There are a few practical recommendations for the implementation of reinforced concrete structures to strengthen unique objects. Experiments on increasing the seismic resistance of energy facilities (TPPs and HPPs) are not sufficiently covered in the articles, and increasing their seismic resistance in operation for more than 50 years is rarely considered by scientists. At the same time, the requirements for energy facility structure strengthening should be stricter than for industrial and civil engineering facilities due to the disproportionate level of responsibility.

In studies [27,28,29,30,31], a comprehensive assessment approach using the capabilities of mathematical modeling of structures and physical experiments was supported.
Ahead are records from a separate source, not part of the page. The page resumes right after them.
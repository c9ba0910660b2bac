//! Human-readable output formatting.
//!
//! Every renderer consumes canonical shapes only and returns a `String`;
//! commands decide whether it goes to stdout or into a JSON envelope.

pub mod aggregates;
pub mod csv;
pub mod health;
pub mod history;
pub mod stats;

use std::fmt::Write as _;

use colored::Colorize;

use crate::core::models::Project;

/// Plain text table: padded columns joined with ` | `, dashed separator.
pub struct Table {
    columns: Vec<String>,
    rows: Vec<Vec<String>>,
}

impl Table {
    #[must_use]
    pub fn new<S: Into<String>>(columns: Vec<S>) -> Self {
        Self {
            columns: columns.into_iter().map(Into::into).collect(),
            rows: Vec::new(),
        }
    }

    pub fn row<S: Into<String>>(&mut self, cells: Vec<S>) {
        self.rows.push(cells.into_iter().map(Into::into).collect());
    }

    /// Render the table, or a placeholder when it has no rows.
    #[must_use]
    pub fn render(&self) -> String {
        if self.rows.is_empty() {
            return "No data to display\n".to_string();
        }

        let mut widths: Vec<usize> = self.columns.iter().map(String::len).collect();
        for row in &self.rows {
            for (i, cell) in row.iter().enumerate() {
                if i < widths.len() {
                    widths[i] = widths[i].max(visible_len(cell));
                }
            }
        }
        // Padding matches the original table style.
        for width in &mut widths {
            *width += 2;
        }

        let mut out = String::new();
        let header: Vec<String> = self
            .columns
            .iter()
            .zip(&widths)
            .map(|(col, w)| format!("{col:<w$}"))
            .collect();
        let _ = writeln!(out, "\n{}", header.join(" | "));
        let separator: Vec<String> = widths.iter().map(|w| "-".repeat(*w)).collect();
        let _ = writeln!(out, "{}", separator.join("-+-"));

        for row in &self.rows {
            let cells: Vec<String> = row
                .iter()
                .zip(&widths)
                .map(|(cell, w)| pad_visible(cell, *w))
                .collect();
            let _ = writeln!(out, "{}", cells.join(" | "));
        }
        out.push('\n');
        out
    }
}

/// Length of a cell ignoring ANSI escape sequences.
fn visible_len(cell: &str) -> usize {
    let mut len = 0usize;
    let mut in_escape = false;
    for c in cell.chars() {
        if in_escape {
            if c == 'm' {
                in_escape = false;
            }
        } else if c == '\u{1b}' {
            in_escape = true;
        } else {
            len += 1;
        }
    }
    len
}

fn pad_visible(cell: &str, width: usize) -> String {
    let pad = width.saturating_sub(visible_len(cell));
    format!("{cell}{}", " ".repeat(pad))
}

/// Color a status cell: active green, failed/error red, anything else
/// yellow. `no_color` leaves the text untouched.
#[must_use]
pub fn status_cell(status: &str, no_color: bool) -> String {
    if no_color {
        return status.to_string();
    }
    match status.to_lowercase().as_str() {
        "active" | "done" => status.green().to_string(),
        "failed" | "error" => status.red().to_string(),
        _ => status.yellow().to_string(),
    }
}

/// Render the published project/cube listing.
#[must_use]
pub fn render_projects(projects: &[Project]) -> String {
    let mut out = String::new();

    if projects.is_empty() {
        out.push_str("No published projects found.\n");
        return out;
    }

    let _ = writeln!(out, "Found {} project(s):", projects.len());
    let _ = writeln!(out, "{}", "=".repeat(80));

    for (i, project) in projects.iter().enumerate() {
        let _ = writeln!(out, "\n{}. {}", i + 1, project.name);
        let _ = writeln!(out, "   ID: {}", project.id);
        let _ = writeln!(out, "   Cubes/Models: {}", project.cubes.len());
        for (j, cube) in project.cubes.iter().enumerate() {
            let _ = writeln!(out, "   {}. {} (ID: {})", j + 1, cube.name, cube.id);
        }
    }

    let _ = writeln!(out, "\n{}", "=".repeat(80));
    out
}

#[cfg(test)]
mod tests {
    use super::*;
    use crate::core::models::Cube;

    #[test]
    fn table_pads_and_separates() {
        let mut table = Table::new(vec!["Name", "Rows"]);
        table.row(vec!["orders", "48213"]);
        table.row(vec!["r", "1"]);
        let rendered = table.render();

        assert!(rendered.contains("Name"));
        assert!(rendered.contains("-+-"));
        assert!(rendered.contains("orders"));
    }

    #[test]
    fn empty_table_renders_placeholder() {
        let table = Table::new(vec!["Name"]);
        assert_eq!(table.render(), "No data to display\n");
    }

    #[test]
    fn status_cell_respects_no_color() {
        assert_eq!(status_cell("active", true), "active");
        // Colored output still contains the status text.
        assert!(status_cell("failed", false).contains("failed"));
    }

    #[test]
    fn projects_listing_names_cubes() {
        let projects = vec![Project {
            id: "p1".to_string(),
            name: "Sales".to_string(),
            cubes: vec![Cube {
                id: "c1".to_string(),
                name: "Orders".to_string(),
                caption: String::new(),
            }],
        }];
        let out = render_projects(&projects);
        assert!(out.contains("Sales"));
        assert!(out.contains("Orders (ID: c1)"));
    }
}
Vibration platforms for modeling dynamic impacts were most often used. This approach provided good practical results; however, it did not allow for the modeling of high-intensity seismic impacts for large-scale models such as 1:1 or 1:2. Therefore, in the study presented herein, the impact modeling approach using a hydraulic cylinder bench was applied.

Thus, the authors of this article, taking into account the analyzed studies of other scientists, conducted a study aimed at improving the seismic resistance of reinforced concrete load-bearing structures of hydroelectric and thermal power plants under seismic effects of different intensities.

For modeling the key elements of HPP and TPP, structures were selected. The loads acting on them were collected and the most loaded structure was selected. In this case, it was “pressure wall with slab” and “column-transom”, the models of which were made at the scale 1:2. The main objective was to develop the reinforcement of the structures to ensure their compliance with the requirements of the current normative documentation under high-intensity seismic effects. CFRP as a strengthening material was used. Reinforcement and strength parameters of structures were determined on the basis of survey data. The reinforcement class was adopted in accordance with the nomenclature used in the 1960s and 1970s. In addition, the revealed defects of building structures, such as cracks, caverns, and local strength reductions, were included in the calculation studies.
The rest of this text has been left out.